Questo possibile riscaldamento stratosferico potrebbe quindi preannunciare l’arrivo di condizioni invernali severe, con un impatto significativo sul territorio europeo e sul Mediterraneo

Dopo il 20 dicembre si prevede il primo significativo evento di stratwarming di questo inverno, un fenomeno che potrebbe segnare un cambio radicale nella circolazione atmosferica dell’emisfero settentrionale. Questo riscaldamento stratosferico, che interessa la fascia atmosferica tra i 15 e i 50 chilometri di altitudine, avviene quando la temperatura nella stratosfera polare subisce un rapido e intenso aumento, talvolta superiore ai 20 °C. Questo fenomeno non solo altera la circolazione stratosferica, ma può anche influenzare in modo significativo il clima nelle zone di latitudine più bassa, portando il freddo polare verso regioni temperate, inclusa l’Italia.

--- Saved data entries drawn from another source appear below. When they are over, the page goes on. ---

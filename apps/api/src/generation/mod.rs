//! Generation API: plain and retrieval-augmented text generation.
//! All provider calls go through the `TextGenerator` held in `AppState`.

pub mod handlers;
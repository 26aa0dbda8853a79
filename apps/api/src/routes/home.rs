use axum::Json;
use serde::Serialize;

use crate::errors::AppError;
use crate::models::integration::{load_integration_document, IntegrationDocument};

pub const WELCOME_MESSAGE: &str = "Bienvenue sur l'API Mistral AI";

#[derive(Debug, Serialize)]
pub struct WelcomeResponse {
    pub message: &'static str,
}

/// GET /
pub async fn home_handler() -> Json<WelcomeResponse> {
    Json(WelcomeResponse {
        message: WELCOME_MESSAGE,
    })
}

/// GET /docs/integration-process
///
/// Serves the compliance/certification example document. Read-only.
pub async fn integration_process_handler() -> Result<Json<IntegrationDocument>, AppError> {
    let doc = load_integration_document()
        .map_err(|e| AppError::Internal(anyhow::anyhow!("Invalid integration fixture: {e}")))?;
    Ok(Json(doc))
}
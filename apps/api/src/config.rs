use anyhow::{Context, Result};

pub const DEFAULT_MISTRAL_API_URL: &str = "https://api.mistral.ai/v1/chat/completions";
pub const DEFAULT_MISTRAL_MODEL: &str = "mistral-small-latest";

/// Application configuration loaded from environment variables.
/// Startup fails if required variables are missing or malformed.
#[derive(Debug, Clone)]
pub struct Config {
    pub mistral_api_key: String,
    pub mistral_api_url: String,
    pub mistral_model: String,
    pub mistral_timeout_secs: u64,
    /// Retrieval service endpoint. RAG generation is disabled when unset.
    pub retrieval_url: Option<String>,
    pub port: u16,
    pub rust_log: String,
}

impl Config {
    pub fn from_env() -> Result<Self> {
        dotenvy::dotenv().ok(); // load .env if present; ignore if missing

        Self::from_lookup(|key| std::env::var(key).ok())
    }

    /// Builds the config from an arbitrary key lookup. `from_env` passes the process environment.
    pub fn from_lookup<F>(lookup: F) -> Result<Self>
    where
        F: Fn(&str) -> Option<String>,
    {
        let require = |key: &str| {
            lookup(key)
                .filter(|v| !v.trim().is_empty())
                .with_context(|| format!("Required environment variable '{key}' is not set"))
        };

        Ok(Config {
            mistral_api_key: require("MISTRAL_API_KEY")?,
            mistral_api_url: lookup("MISTRAL_API_URL")
                .unwrap_or_else(|| DEFAULT_MISTRAL_API_URL.to_string()),
            mistral_model: lookup("MISTRAL_MODEL")
                .unwrap_or_else(|| DEFAULT_MISTRAL_MODEL.to_string()),
            mistral_timeout_secs: lookup("MISTRAL_TIMEOUT_SECS")
                .unwrap_or_else(|| "120".to_string())
                .parse::<u64>()
                .context("MISTRAL_TIMEOUT_SECS must be a whole number of seconds")?,
            retrieval_url: lookup("RETRIEVAL_URL").filter(|v| !v.trim().is_empty()),
            port: lookup("PORT")
                .unwrap_or_else(|| "8080".to_string())
                .parse::<u16>()
                .context("PORT must be a valid port number")?,
            rust_log: lookup("RUST_LOG").unwrap_or_else(|| "info".to_string()),
        })
    }
}
//! Retrieval-augmented generation: prepend retrieved context to the user's question.

use crate::errors::AppError;
use crate::llm_client::TextGenerator;
use crate::retrieval::ContextRetriever;

/// Builds the composed prompt. No escaping or truncation is applied to either part.
pub fn compose_prompt(context: &str, prompt: &str) -> String {
    format!("Context: {context} \n Question: {prompt}")
}

/// Retrieves context for `prompt` once, composes, and generates once.
///
/// A retrieval failure is returned as-is and the generator is not called.
pub async fn generate_with_rag(
    retriever: &dyn ContextRetriever,
    generator: &dyn TextGenerator,
    prompt: &str,
    max_length: u32,
) -> Result<String, AppError> {
    let context = retriever.retrieve_context(prompt).await?;
    let full_prompt = compose_prompt(&context, prompt);
    Ok(generator.generate_text(&full_prompt, max_length).await?)
}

Lo stratwarming si verifica quando un vasto anticiclone subtropicale, caratterizzato da aria calda e stabile, si espande verso il Polo Nord, sostituendo il vortice polare stratosferico, una struttura ciclonica fredda e ben definita. Gli anticicloni responsabili di questi fenomeni provengono spesso dalla regione delle Azzorre, dall’Africa, dal Pacifico o dall’India, e trovano ulteriore supporto dai forti anticicloni invernali delle alte latitudini, come quello canadese, delle Aleutine o russo-siberiano. La loro spinta verso il Polo genera una circolazione in senso orario, che si propaga verso i livelli inferiori dell’atmosfera, coinvolgendo la troposfera nel giro di pochi giorni.

Stratwarming 20 dicembre

Questo cambiamento genera un’inversione della circolazione atmosferica polare, trasformando il flusso ciclonico a venti occidentali in un flusso anticiclonico con venti orientali. Se l’anticiclone si stabilisce sull’Artico canadese, il vortice polare viene spinto verso il lato europeo, aumentando la probabilità di ondate di freddo intenso e nevicate fino in pianura nelle regioni meridionali, inclusa l’Italia.

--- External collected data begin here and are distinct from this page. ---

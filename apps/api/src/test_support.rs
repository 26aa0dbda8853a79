//! Fakes and helpers shared by unit tests.

use std::sync::Mutex;

use async_trait::async_trait;
use axum::Router;

use crate::llm_client::{LlmError, TextGenerator};
use crate::retrieval::{ContextRetriever, RetrievalError};

/// Records every call. `reply: None` fails each call with `LlmError::EmptyContent`.
#[derive(Default)]
pub struct FakeGenerator {
    reply: Option<String>,
    calls: Mutex<Vec<(String, u32)>>,
}

impl FakeGenerator {
    pub fn replying(reply: &str) -> Self {
        Self {
            reply: Some(reply.to_string()),
            ..Default::default()
        }
    }

    pub fn failing() -> Self {
        Self::default()
    }

    pub fn calls(&self) -> Vec<(String, u32)> {
        self.calls.lock().unwrap().clone()
    }
}

#[async_trait]
impl TextGenerator for FakeGenerator {
    async fn generate_text(&self, prompt: &str, max_length: u32) -> Result<String, LlmError> {
        self.calls
            .lock()
            .unwrap()
            .push((prompt.to_string(), max_length));
        self.reply.clone().ok_or(LlmError::EmptyContent)
    }
}

/// Records every call. `context: None` fails each call with a 500 status error.
#[derive(Default)]
pub struct FakeRetriever {
    context: Option<String>,
    calls: Mutex<Vec<String>>,
}

impl FakeRetriever {
    pub fn replying(context: &str) -> Self {
        Self {
            context: Some(context.to_string()),
            ..Default::default()
        }
    }

    pub fn failing() -> Self {
        Self::default()
    }

    pub fn calls(&self) -> Vec<String> {
        self.calls.lock().unwrap().clone()
    }
}

#[async_trait]
impl ContextRetriever for FakeRetriever {
    async fn retrieve_context(&self, prompt: &str) -> Result<String, RetrievalError> {
        self.calls.lock().unwrap().push(prompt.to_string());
        self.context.clone().ok_or_else(|| RetrievalError::Status {
            status: 500,
            body: "retrieval backend unavailable".to_string(),
        })
    }
}

/// Serves `router` on an ephemeral localhost port and returns its base URL.
pub async fn spawn_server(router: Router) -> String {
    let listener = tokio::net::TcpListener::bind("127.0.0.1:0").await.unwrap();
    let addr = listener.local_addr().unwrap();
    tokio::spawn(async move {
        axum::serve(listener, router).await.unwrap();
    });
    format!("http://{addr}")
}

Eventi di stratwarming come quello previsto rappresentano un fenomeno chiave per comprendere l’evoluzione del clima invernale. La loro intensità e la capacità di propagare gli effetti fino agli strati più bassi dell’atmosfera possono determinare condizioni meteorologiche estreme per diverse settimane, influenzando il clima su larga scala. Questo possibile riscaldamento stratosferico potrebbe quindi preannunciare l’arrivo di condizioni invernali severe, con un impatto significativo sul territorio europeo e sul Mediterraneo.